> On Mar 24, 2016, at 1:26 PM, Chris Lattner <clatt...@apple.com> wrote:
> 
> 
>> On Mar 24, 2016, at 11:57 AM, Russ Bishop via swift-evolution 
>> <swift-evolution@swift.org <mailto:swift-evolution@swift.org>> wrote:
>> 
>> 
>>> On Mar 24, 2016, at 10:26 AM, Alex Martini via swift-evolution 
>>> <swift-evolution@swift.org <mailto:swift-evolution@swift.org>> wrote
>>> Allow Swift types to provide custom Objective-C representations 
>>> <file:///Users/alexmartini/DevPubs%20Git%20Repositories/Swift%20Language%20Review/_build/html/LR_MeetingNotes/2016-03-23.html#allow-swift-types-to-provide-custom-objective-c-representations>
>>> https://github.com/apple/swift-evolution/pull/198 
>>> <https://github.com/apple/swift-evolution/pull/198>
>>> The associated type could be AnyObject rather than NSObject. The use case 
>>> for a non-subclass of NSObject is very narrow, but it’s not a needed 
>>> restriction.
>>> 
>>> The unconditionalyBridgeFromObjectiveC function can probably go away. 
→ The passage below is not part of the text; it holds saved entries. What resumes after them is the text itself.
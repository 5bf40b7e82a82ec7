//! Global config file source: $XDG_CONFIG_HOME/foldsync/config.toml (or the platform equivalent)

use config::builder::DefaultState;
use config::ConfigBuilder;
use config::ConfigError;
use config::{File, FileFormat};
use std::path::PathBuf;
use tracing::debug;

/// Path to global config file.
pub fn global_config_path() -> Option<PathBuf> {
    directories::ProjectDirs::from("", "", "foldsync")
        .map(|dirs| dirs.config_dir().join("config.toml"))
}

/// Add global config file source to builder if it exists.
pub fn add_to_builder(
    mut builder: ConfigBuilder<DefaultState>,
) -> Result<ConfigBuilder<DefaultState>, ConfigError> {
    if let Some(global_path) = global_config_path() {
        if global_path.exists() {
            builder = builder.add_source(
                File::from(global_path.as_path())
                    .format(FileFormat::Toml)
                    .required(false),
            );
        } else {
            debug!(
                config_path = %global_path.display(),
                "No global configuration file"
            );
        }
    }
    Ok(builder)
}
>>> Calling initializers from the downcasting infrastructure is horrible. If we 
>>> need a function, they
>>> 
>> Was there more to this line of thought? It looks like it got cut off.
>> 
>> I would like to unify this to either have the initializers or have the 
>> static functions but not both, but I don’t know which is preferred from an 
>> implementation perspective. The initializers feel more “Swifty” but moving 
>> back to static functions is perfectly workable.
> 
> The preference was to just have the initializers, since that is the preferred 
> way to express conversions.


Sounds good to me; I updated the proposal to use initializers.